[Data entries]
╭──

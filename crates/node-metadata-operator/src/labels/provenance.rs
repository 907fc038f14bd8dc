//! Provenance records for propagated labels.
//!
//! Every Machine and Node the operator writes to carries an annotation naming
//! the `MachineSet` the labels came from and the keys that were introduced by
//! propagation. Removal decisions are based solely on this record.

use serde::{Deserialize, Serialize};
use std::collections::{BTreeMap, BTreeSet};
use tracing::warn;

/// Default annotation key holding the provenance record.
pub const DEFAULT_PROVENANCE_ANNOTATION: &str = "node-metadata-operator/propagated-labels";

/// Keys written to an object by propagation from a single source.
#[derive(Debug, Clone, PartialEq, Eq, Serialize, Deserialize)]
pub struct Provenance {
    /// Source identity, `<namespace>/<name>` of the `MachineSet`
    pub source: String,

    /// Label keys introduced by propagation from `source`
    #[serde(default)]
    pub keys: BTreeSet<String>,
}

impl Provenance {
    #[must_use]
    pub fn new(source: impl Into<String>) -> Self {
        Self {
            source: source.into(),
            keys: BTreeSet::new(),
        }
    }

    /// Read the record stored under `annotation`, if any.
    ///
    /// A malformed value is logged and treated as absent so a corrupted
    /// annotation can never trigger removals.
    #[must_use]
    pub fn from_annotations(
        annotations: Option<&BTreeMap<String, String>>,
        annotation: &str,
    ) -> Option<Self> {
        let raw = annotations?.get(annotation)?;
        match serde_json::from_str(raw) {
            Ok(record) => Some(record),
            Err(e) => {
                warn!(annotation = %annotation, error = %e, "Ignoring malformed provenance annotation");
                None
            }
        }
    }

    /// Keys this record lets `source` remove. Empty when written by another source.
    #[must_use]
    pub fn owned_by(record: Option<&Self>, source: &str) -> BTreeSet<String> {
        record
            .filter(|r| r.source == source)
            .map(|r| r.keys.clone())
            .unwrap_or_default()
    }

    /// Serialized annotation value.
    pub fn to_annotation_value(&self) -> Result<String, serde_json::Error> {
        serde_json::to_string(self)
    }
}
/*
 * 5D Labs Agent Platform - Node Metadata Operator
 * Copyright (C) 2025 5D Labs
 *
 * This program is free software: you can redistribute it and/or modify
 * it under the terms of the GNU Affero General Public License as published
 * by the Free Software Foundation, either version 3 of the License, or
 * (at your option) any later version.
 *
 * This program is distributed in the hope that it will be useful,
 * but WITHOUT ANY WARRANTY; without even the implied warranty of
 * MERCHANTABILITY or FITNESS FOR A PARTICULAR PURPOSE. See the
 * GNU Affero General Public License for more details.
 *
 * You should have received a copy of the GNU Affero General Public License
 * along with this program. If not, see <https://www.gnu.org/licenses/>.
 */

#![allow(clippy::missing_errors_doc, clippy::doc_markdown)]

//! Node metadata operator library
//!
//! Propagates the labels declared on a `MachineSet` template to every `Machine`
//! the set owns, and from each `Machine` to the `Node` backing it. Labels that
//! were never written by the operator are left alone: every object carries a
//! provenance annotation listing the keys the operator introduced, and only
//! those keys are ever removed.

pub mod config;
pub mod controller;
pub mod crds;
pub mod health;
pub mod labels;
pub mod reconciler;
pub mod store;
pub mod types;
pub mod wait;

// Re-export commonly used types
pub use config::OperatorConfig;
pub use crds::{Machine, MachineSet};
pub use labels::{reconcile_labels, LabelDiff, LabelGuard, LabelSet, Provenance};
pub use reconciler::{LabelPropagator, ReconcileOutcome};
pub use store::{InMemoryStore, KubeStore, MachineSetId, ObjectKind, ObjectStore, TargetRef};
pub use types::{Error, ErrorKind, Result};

╰──

▶ [Work required]: Give again the closing portion of the entries, from the line with "PURPOSE. See the" through the last line. Keep it exact and add nothing.

▶ [Task output]:
 * MERCHANTABILITY or FITNESS FOR A PARTICULAR PURPOSE. See the
 * GNU Affero General Public License for more details.
 *
 * You should have received a copy of the GNU Affero General Public License
 * along with this program. If not, see <https://www.gnu.org/licenses/>.
 */

#![allow(clippy::missing_errors_doc, clippy::doc_markdown)]

//! Node metadata operator library
//!
//! Propagates the labels declared on a `MachineSet` template to every `Machine`
//! the set owns, and from each `Machine` to the `Node` backing it. Labels that
//! were never written by the operator are left alone: every object carries a
//! provenance annotation listing the keys the operator introduced, and only
//! those keys are ever removed.

pub mod config;
pub mod controller;
pub mod crds;
pub mod health;
pub mod labels;
pub mod reconciler;
pub mod store;
pub mod types;
pub mod wait;

// Re-export commonly used types
pub use config::OperatorConfig;
pub use crds::{Machine, MachineSet};
pub use labels::{reconcile_labels, LabelDiff, LabelGuard, LabelSet, Provenance};
pub use reconciler::{LabelPropagator, ReconcileOutcome};
pub use store::{InMemoryStore, KubeStore, MachineSetId, ObjectKind, ObjectStore, TargetRef};
pub use types::{Error, ErrorKind, Result};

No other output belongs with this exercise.